Negotiated cash fed cattle trade was mainly steady through late Friday afternoon at $110-$112/cwt. on a live basis and at $174-$175 in the beef. Trade remained undeveloped in the Southern Plains.
Steady cash and surging Lean Hog futures helped cap pressure in Cattle futures.
Other than narrowly mixed through the front four contracts, Live Cattle futures closed an average of 36¢ higher.
Except for 12¢ lower in Jan, Feeder Cattle futures closed an average of 45¢ higher.
Wholesale beef values were steady to weak on light to moderate demand and moderate offerings, according to the Agricultural Marketing Service.
Choice boxed beef cutout value was 61¢ lower Friday afternoon at $203.25/cwt. Select was 24¢ lower at $191.74.
Major U.S. financial indices closed sharply lower again Friday, pressured by higher interest rates and fewer jobs than expected in the monthly employment report.
Total non-farm employment increased by 134,000 in September as the nation’s unemployment rate decline 0.2% to 3.7%. Average hourly earnings are 73¢ higher (+28%) over the year to $27.24/hour.
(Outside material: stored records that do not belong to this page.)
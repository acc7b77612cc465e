use xxhash_rust::xxh3::Xxh3;

use crate::digest::Digest;

/// Domain-separated XXH3-128 content hasher.
///
/// The domain tag is fed to the hash state ahead of the data. XXH3 is
/// non-cryptographic: digests are for change detection, never for
/// tamper-proofing.
pub struct ContentHasher {
    domain: &'static str,
}

impl ContentHasher {
    /// Hasher for serialized store caches.
    pub const CACHE: Self = Self {
        domain: "stash-cache-v1",
    };

    /// Hash raw bytes with domain separation.
    pub fn hash(&self, data: &[u8]) -> Digest {
        let mut hasher = Xxh3::new();
        hasher.update(self.domain.as_bytes());
        hasher.update(b":");
        hasher.update(data);
        Digest::from_u128(hasher.digest128())
    }

    /// Hash a serializable value through its JSON encoding.
    pub fn hash_json<T>(&self, value: &T) -> Result<Digest, HasherError>
    where
        T: serde::Serialize + ?Sized,
    {
        let data =
            serde_json::to_vec(value).map_err(|e| HasherError::Serialization(e.to_string()))?;
        Ok(self.hash(&data))
    }
}

/// Errors from hashing operations.
#[derive(Debug, thiserror::Error, PartialEq, Eq)]
pub enum HasherError {
    #[error("serialization error: {0}")]
    Serialization(String),
}

#[cfg(test)]
mod tests {
    use super::*;
    use std::collections::BTreeMap;

    #[test]
    fn hash_is_deterministic() {
        let a = ContentHasher::CACHE.hash(b"hello world");
        let b = ContentHasher::CACHE.hash(b"hello world");
        assert_eq!(a, b);
    }

    #[test]
    fn different_content_differs() {
        assert_ne!(
            ContentHasher::CACHE.hash(b"one"),
            ContentHasher::CACHE.hash(b"two")
        );
    }

    #[test]
    fn domain_tag_is_part_of_the_input() {
        let plain = xxhash_rust::xxh3::xxh3_128(b"same");
        assert_ne!(ContentHasher::CACHE.hash(b"same"), Digest::from_u128(plain));
    }

    #[test]
    fn hash_json_ignores_map_insertion_order() {
        let mut first = BTreeMap::new();
        first.insert("b", 2);
        first.insert("a", 1);
        let mut second = BTreeMap::new();
        second.insert("a", 1);
        second.insert("b", 2);
        assert_eq!(
            ContentHasher::CACHE.hash_json(&first).unwrap(),
            ContentHasher::CACHE.hash_json(&second).unwrap()
        );
    }

    #[test]
    fn hash_json_equals_hash_of_encoding() {
        let value = serde_json::json!({"key": "value", "num": 42});
        let bytes = serde_json::to_vec(&value).unwrap();
        assert_eq!(
            ContentHasher::CACHE.hash_json(&value).unwrap(),
            ContentHasher::CACHE.hash(&bytes)
        );
    }

    #[test]
    fn hash_json_reports_unencodable_values() {
        let mut map = BTreeMap::new();
        map.insert((1, 2), 3);
        let err = ContentHasher::CACHE.hash_json(&map).unwrap_err();
        assert!(matches!(
            err,
            HasherError::Serialization(ref m) if m.contains("key must be a string")
        ));
    }
}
The Dow Jones Industrial Average closed 180 points lower. The S&P 500 closed 16 points lower. The NASDAQ was down 91 points.
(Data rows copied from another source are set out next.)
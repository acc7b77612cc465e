use std::collections::BTreeMap;
use std::path::{Path, PathBuf};

use serde::de::DeserializeOwned;
use serde::Serialize;
use stash_hash::ContentHasher;
use tracing::{debug, info};

use crate::backend::{remove_store_file, FsBackend, StorageBackend};
use crate::config::StoreConfig;
use crate::error::StoreResult;
use crate::record::{encode_record, PersistedRecord};
use crate::subscription::{Subscriber, SubscriptionRegistry};

/// File-backed key-value store with an in-memory cache.
///
/// The persisted record is loaded once when the store is opened. Reads and
/// writes of values then only touch the cache; [`Store::write`] persists it
/// when the cache hash has moved away from the hash last seen on disk.
///
/// Two hashes gate disk I/O:
/// - the *cache hash*, recomputed after every [`Store::set`];
/// - the *last-known hash*, taken from the most recently loaded or written
///   record.
///
/// All mutating operations take `&mut self`, so a single `Store` can never
/// run two gate-then-write sequences at once. Share it between tasks
/// behind a `tokio::sync::Mutex`.
pub struct Store<T, B = FsBackend> {
    path: PathBuf,
    backend: B,
    cache: BTreeMap<String, T>,
    cache_hash: String,
    last_known_hash: String,
    subscriptions: SubscriptionRegistry<T>,
}

impl<T> Store<T, FsBackend>
where
    T: Serialize + DeserializeOwned + Clone,
{
    /// Open the store at the path `config` resolves to.
    pub fn open(config: &StoreConfig) -> StoreResult<Self> {
        Self::open_at(config.resolve_path()?)
    }

    /// Open the store at an explicit file path.
    pub fn open_at(path: impl Into<PathBuf>) -> StoreResult<Self> {
        Self::with_backend(path, FsBackend)
    }
}

impl<T, B> Store<T, B>
where
    T: Serialize + DeserializeOwned + Clone,
    B: StorageBackend,
{
    /// Create a store over `backend` and load whatever is persisted at
    /// `path`. A missing file yields an empty store; a corrupt one fails.
    pub fn with_backend(path: impl Into<PathBuf>, backend: B) -> StoreResult<Self> {
        let mut store = Self {
            path: path.into(),
            backend,
            cache: BTreeMap::new(),
            cache_hash: String::new(),
            last_known_hash: String::new(),
            subscriptions: SubscriptionRegistry::new(),
        };
        store.load(false)?;
        info!(path = %store.path.display(), keys = store.cache.len(), "store opened");
        Ok(store)
    }

    // ---- Persistence gate ----

    /// Reload from the store's own path. See [`Store::load_from`].
    pub fn load(&mut self, force: bool) -> StoreResult<()> {
        let path = self.path.clone();
        self.load_from(&path, force)
    }

    /// Replace the cache with the record persisted at `path`.
    ///
    /// Does nothing if the file does not exist. Unless `force` is set, a
    /// record whose hash equals the current cache hash is ignored, even if
    /// its data differs. Subscribers are not notified of reloaded values.
    pub fn load_from(&mut self, path: &Path, force: bool) -> StoreResult<()> {
        if !self.backend.exists(path)? {
            debug!(path = %path.display(), "no store file; starting empty");
            return Ok(());
        }
        let bytes = self.backend.read(path)?;
        let record: PersistedRecord<T> = PersistedRecord::decode(&bytes, path)?;

        if !force && record.hash == self.cache_hash {
            debug!(path = %path.display(), hash = %record.hash, "load skipped: hash unchanged");
            return Ok(());
        }

        debug!(
            path = %path.display(),
            hash = %record.hash,
            keys = record.data.len(),
            "load accepted"
        );
        self.cache = record.data;
        self.cache_hash.clone_from(&record.hash);
        self.last_known_hash = record.hash;
        Ok(())
    }

    /// Persist the cache to the store's own path. See [`Store::write_to`].
    pub async fn write(&mut self, force: bool) -> StoreResult<()> {
        let path = self.path.clone();
        self.write_to(&path, force).await
    }

    /// Persist the cache to `path` as `{ "_hash", "data" }`.
    ///
    /// Unless `force` is set, nothing is written when the cache hash equals
    /// the last-known hash. The last-known hash is only advanced once the
    /// backend reports success.
    pub async fn write_to(&mut self, path: &Path, force: bool) -> StoreResult<()> {
        if !force && self.last_known_hash == self.cache_hash {
            debug!(
                path = %path.display(),
                hash = %self.cache_hash,
                "write skipped: nothing changed"
            );
            return Ok(());
        }
        let bytes = encode_record(&self.cache_hash, &self.cache)?;
        self.backend.write(path, bytes).await?;
        self.last_known_hash.clone_from(&self.cache_hash);
        debug!(
            path = %path.display(),
            hash = %self.cache_hash,
            keys = self.cache.len(),
            "store written"
        );
        Ok(())
    }

    /// Delete the persisted file at the store's own path.
    pub async fn delete_store(&self) -> StoreResult<()> {
        self.delete_store_at(&self.path).await
    }

    /// Delete the persisted file at `path`.
    ///
    /// The cache and both hashes are left untouched, so a forced write, or
    /// any write after a `set`, recreates the file.
    pub async fn delete_store_at(&self, path: &Path) -> StoreResult<()> {
        remove_store_file(&self.backend, path).await
    }

    // ---- Data access ----

    /// Current cached value for `key`.
    pub fn get(&self, key: &str) -> Option<&T> {
        self.cache.get(key)
    }

    pub fn contains(&self, key: &str) -> bool {
        self.cache.contains_key(key)
    }

    /// Assign `value` to `key`, replacing any existing value.
    pub fn set(&mut self, key: impl Into<String>, value: T) -> StoreResult<()> {
        self.set_with(key, value, true)
    }

    /// Assign `value` to `key`.
    ///
    /// With `overwrite == false` an existing key keeps its value and
    /// nothing else happens. Otherwise the value is stored, the cache hash
    /// is recomputed, and the key's subscribers are called in registration
    /// order.
    ///
    /// If the cache cannot be hashed the previous value is restored and the
    /// error is returned; subscribers are not called. A panicking subscriber
    /// unwinds out of this call after the value and hash have been updated,
    /// and the subscribers after it are skipped.
    pub fn set_with(
        &mut self,
        key: impl Into<String>,
        value: T,
        overwrite: bool,
    ) -> StoreResult<()> {
        let key = key.into();
        if !overwrite && self.cache.contains_key(&key) {
            return Ok(());
        }
        let previous = self.cache.insert(key.clone(), value);
        let digest = match ContentHasher::CACHE.hash_json(&self.cache) {
            Ok(digest) => digest,
            Err(e) => {
                match previous {
                    Some(old) => self.cache.insert(key, old),
                    None => self.cache.remove(&key),
                };
                return Err(e.into());
            }
        };
        self.cache_hash = digest.to_hex();

        let notified = self.subscriptions.notify(&key, self.cache.get(&key));
        if notified > 0 {
            debug!(key = %key, notified, "subscribers notified");
        }
        Ok(())
    }

    // ---- Subscriptions ----

    /// Register `callback` under `key`, call it once with the key's current
    /// value, and return that value.
    pub fn on(&mut self, key: &str, callback: Subscriber<T>) -> Option<T> {
        self.subscriptions.subscribe(key, callback.clone());
        let current = self.cache.get(key);
        callback(current);
        current.cloned()
    }

    /// Remove the first registration of `callback` under `key`.
    pub fn off(&mut self, key: &str, callback: &Subscriber<T>) -> StoreResult<()> {
        self.subscriptions.unsubscribe(key, callback)
    }

    pub fn subscriber_count(&self, key: &str) -> usize {
        self.subscriptions.count(key)
    }

    // ---- Introspection ----

    /// Path the store loads from and writes to by default.
    pub fn path(&self) -> &Path {
        &self.path
    }

    pub fn backend(&self) -> &B {
        &self.backend
    }

    pub fn len(&self) -> usize {
        self.cache.len()
    }

    pub fn is_empty(&self) -> bool {
        self.cache.is_empty()
    }

    /// Cached keys in sorted order.
    pub fn keys(&self) -> impl Iterator<Item = &str> {
        self.cache.keys().map(String::as_str)
    }

    /// Full cache contents.
    pub fn entries(&self) -> &BTreeMap<String, T> {
        &self.cache
    }

    /// Hash of the current cache, or `""` before the first change.
    pub fn cache_hash(&self) -> &str {
        &self.cache_hash
    }

    /// Hash of the most recently loaded or written record.
    pub fn last_known_hash(&self) -> &str {
        &self.last_known_hash
    }

    /// Whether a non-forced [`Store::write`] would touch the disk.
    pub fn is_dirty(&self) -> bool {
        self.cache_hash != self.last_known_hash
    }
}

impl<T, B: std::fmt::Debug> std::fmt::Debug for Store<T, B> {
    fn fmt(&self, f: &mut std::fmt::Formatter<'_>) -> std::fmt::Result {
        f.debug_struct("Store")
            .field("path", &self.path)
            .field("backend", &self.backend)
            .field("keys", &self.cache.len())
            .field("cache_hash", &self.cache_hash)
            .field("last_known_hash", &self.last_known_hash)
            .field("subscriptions", &self.subscriptions)
            .finish()
    }
}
The United States-Mexico-Canada Agreement (USMCA) announced last week offers added market certainty, but leaves some tariffs in place.
“Canada and Mexico are the first and third largest export markets for U.S. agriculture, accounting for more than a quarter of all U.S. agriculture exports,” said Dan Kowalski, vice president of CoBank’s Knowledge Exchange Division (KED). “This agreement will advance the ball for some sectors, but for others, the deal represents a return to the status quo. Market access gains will be modest, but we expect the increased certainty to boost domestic and cross-border investment. However, Canada and Mexico still have tariffs in place that affect the U.S. dairy, pork and beef sectors. U.S. agriculture will have much more to celebrate when those barriers are removed.”
A new KED report—From NAFTA to USMCA—breaks down the impacts of the new agreement on U.S. agriculture by sector, and assesses the issues facing those sectors going forward.
“In many respects, the new North American free trade pact will look very similar to the old one,” according to the KED report. “It will lead to significant change in the auto industry, but changes to other industries will be marginal, including agriculture. While modest, the vast majority of impacts to agriculture will be positive. Access to the Canadian dairy and animal protein sectors will improve, and more importantly, the risk of NAFTA being dismantled will be eliminated.
This will clear the way for domestic investment that is dependent on cross-border demand, as well as cross-border investment by firms that are active in two or all three of the markets.
“The modest benefits that U.S. agriculture will gain from USMCA, however, will continue to be overshadowed by the remaining retaliatory tariffs imposed by Mexico and Canada. The impact of Mexico’s tariffs on cheese and pork, and Canada’s tariffs on prepared beef, far outweigh the benefits laid out in USMCA. Therefore, an agreement on steel and aluminum trade, whenever it is struck, will offer much more for U.S. agriculture to celebrate.”